Upah juga wajib dibayarkan jika buruh/pekerja tidak dapat melakukan pekerjaannya karena sedang menjalankan kewajiban terhadap negara; menjalankan ibadah yang diperintahkan agamanya; melaksanakan hak istirahat; melaksanakan tugas serikat pekerja/serikat buruh atas persetujuan pengusaha; dan melaksanakan tugas pendidikan dari perusahaan.

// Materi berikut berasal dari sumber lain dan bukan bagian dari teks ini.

//! Configuration for the metric cache
//!
//! Defines TTLs per cache class and the sweep interval.

use crate::CacheError;
use groundtruth_domain::CacheClass;
use serde::{Deserialize, Serialize};
use std::time::Duration;

/// Configuration for the metric cache
///
/// # Examples
///
/// ```
/// use groundtruth_cache::CacheConfig;
///
/// // Default configuration (balanced)
/// let config = CacheConfig::default();
/// assert_eq!(config.live_market_ttl_secs, 300);
///
/// // Aggressive: shorter freshness windows
/// let config = CacheConfig::aggressive();
/// assert_eq!(config.live_market_ttl_secs, 60);
///
/// // Lenient: longer freshness windows
/// let config = CacheConfig::lenient();
/// assert_eq!(config.live_market_ttl_secs, 900);
/// ```
#[derive(Debug, Clone, Serialize, Deserialize)]
#[serde(default)]
pub struct CacheConfig {
    /// TTL for regulatory facts (in seconds)
    /// Default: none, filed facts do not change
    pub regulatory_ttl_secs: Option<u64>,

    /// TTL for live market data (in seconds)
    /// Default: 300 (5 minutes)
    pub live_market_ttl_secs: u64,

    /// TTL for estimated/private-company data (in days)
    /// Default: 14
    pub estimated_ttl_days: u64,

    /// TTL for industry benchmarks (in days)
    /// Default: 30
    pub benchmark_ttl_days: u64,

    /// Number of independently locked shards
    /// Default: 16
    pub shard_count: usize,

    /// How often the background sweeper runs (in seconds)
    /// Default: 600
    pub sweep_interval_secs: u64,
}

impl Default for CacheConfig {
    fn default() -> Self {
        Self {
            regulatory_ttl_secs: None,
            live_market_ttl_secs: 300,
            estimated_ttl_days: 14,
            benchmark_ttl_days: 30,
            shard_count: 16,
            sweep_interval_secs: 600,
        }
    }
}

impl CacheConfig {
    /// Aggressive freshness (shorter TTLs, frequent sweeps)
    ///
    /// - Regulatory: 7 days
    /// - Live market: 1 minute
    /// - Estimated: 7 days
    /// - Benchmark: 14 days
    pub fn aggressive() -> Self {
        Self {
            regulatory_ttl_secs: Some(7 * 86_400),
            live_market_ttl_secs: 60,
            estimated_ttl_days: 7,
            benchmark_ttl_days: 14,
            shard_count: 16,
            sweep_interval_secs: 120,
        }
    }

    /// Lenient freshness (longer TTLs, infrequent sweeps)
    ///
    /// - Regulatory: never expires
    /// - Live market: 15 minutes
    /// - Estimated: 30 days
    /// - Benchmark: 45 days
    pub fn lenient() -> Self {
        Self {
            regulatory_ttl_secs: None,
            live_market_ttl_secs: 900,
            estimated_ttl_days: 30,
            benchmark_ttl_days: 45,
            shard_count: 16,
            sweep_interval_secs: 3_600,
        }
    }

    /// TTL for a cache class (`None` = never expires)
    ///
    /// Day counts saturate instead of overflowing.
    pub fn ttl_for(&self, class: CacheClass) -> Option<Duration> {
        match class {
            CacheClass::Regulatory => self.regulatory_ttl_secs.map(Duration::from_secs),
            CacheClass::LiveMarket => Some(Duration::from_secs(self.live_market_ttl_secs)),
            CacheClass::Estimated => Some(days(self.estimated_ttl_days)),
            CacheClass::Benchmark => Some(days(self.benchmark_ttl_days)),
        }
    }

    /// Get sweep interval as Duration
    pub fn sweep_interval(&self) -> Duration {
        Duration::from_secs(self.sweep_interval_secs)
    }

    /// Validate the configuration
    pub fn validate(&self) -> Result<(), CacheError> {
        if self.shard_count == 0 {
            return Err(CacheError::Config("shard_count must be greater than 0".to_string()));
        }
        if self.sweep_interval_secs == 0 {
            return Err(CacheError::Config(
                "sweep_interval_secs must be greater than 0".to_string(),
            ));
        }
        Ok(())
    }
}

const SECS_PER_DAY: u64 = 86_400;

fn days(count: u64) -> Duration {
    Duration::from_secs(count.saturating_mul(SECS_PER_DAY))
}

#[cfg(test)]
mod tests {
    use super::*;

    #[test]
    fn test_default_config() {
        let config = CacheConfig::default();
        assert_eq!(config.regulatory_ttl_secs, None);
        assert_eq!(config.live_market_ttl_secs, 300);
        assert_eq!(config.estimated_ttl_days, 14);
        assert_eq!(config.benchmark_ttl_days, 30);
        assert!(config.validate().is_ok());
    }

    #[test]
    fn test_presets_are_ordered() {
        let aggressive = CacheConfig::aggressive();
        let default = CacheConfig::default();
        let lenient = CacheConfig::lenient();
        assert!(aggressive.live_market_ttl_secs < default.live_market_ttl_secs);
        assert!(lenient.live_market_ttl_secs > default.live_market_ttl_secs);
        assert!(aggressive.validate().is_ok());
        assert!(lenient.validate().is_ok());
    }

    #[test]
    fn test_ttl_for_class() {
        let config = CacheConfig::default();
        assert_eq!(config.ttl_for(CacheClass::Regulatory), None);
        assert_eq!(config.ttl_for(CacheClass::LiveMarket), Some(Duration::from_secs(300)));
        assert_eq!(
            config.ttl_for(CacheClass::Estimated),
            Some(Duration::from_secs(14 * 86_400))
        );
        assert_eq!(
            config.ttl_for(CacheClass::Benchmark),
            Some(Duration::from_secs(30 * 86_400))
        );
    }

    #[test]
    fn test_huge_day_ttl_saturates() {
        let config = CacheConfig {
            estimated_ttl_days: u64::MAX / 1000,
            benchmark_ttl_days: u64::MAX,
            ..Default::default()
        };
        assert!(config.validate().is_ok());
        assert_eq!(
            config.ttl_for(CacheClass::Estimated),
            Some(Duration::from_secs(u64::MAX))
        );
        assert_eq!(
            config.ttl_for(CacheClass::Benchmark),
            Some(Duration::from_secs(u64::MAX))
        );
    }

    #[test]
    fn test_invalid_shard_count() {
        let config = CacheConfig {
            shard_count: 0,
            ..Default::default()
        };
        assert!(config.validate().is_err());
    }

    #[test]
    fn test_partial_toml_uses_defaults() {
        let config: CacheConfig = toml::from_str("live_market_ttl_secs = 30").unwrap();
        assert_eq!(config.live_market_ttl_secs, 30);
        assert_eq!(config.benchmark_ttl_days, 30);
        assert_eq!(config.shard_count, 16);
    }
}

Sementara dalam draf RUU omnibus ini, pengusaha tetap diwajibkan membayar upah buruh/pekerja yang tak masuk hanya jika buruh/pekerja berada dalam empat kondisi, yakni; tengah berhalangan; melakukan kegiatan lain di luar pekerjaannya dan telah mendapatkan persetujuan pengusaha; melakukan pekerjaan yang telah dijanjikan tetapi pengusaha tidak mempekerjakannya karena kesalahan pengusaha; serta tengah menjalankan hak waktu istirahat atau cutinya.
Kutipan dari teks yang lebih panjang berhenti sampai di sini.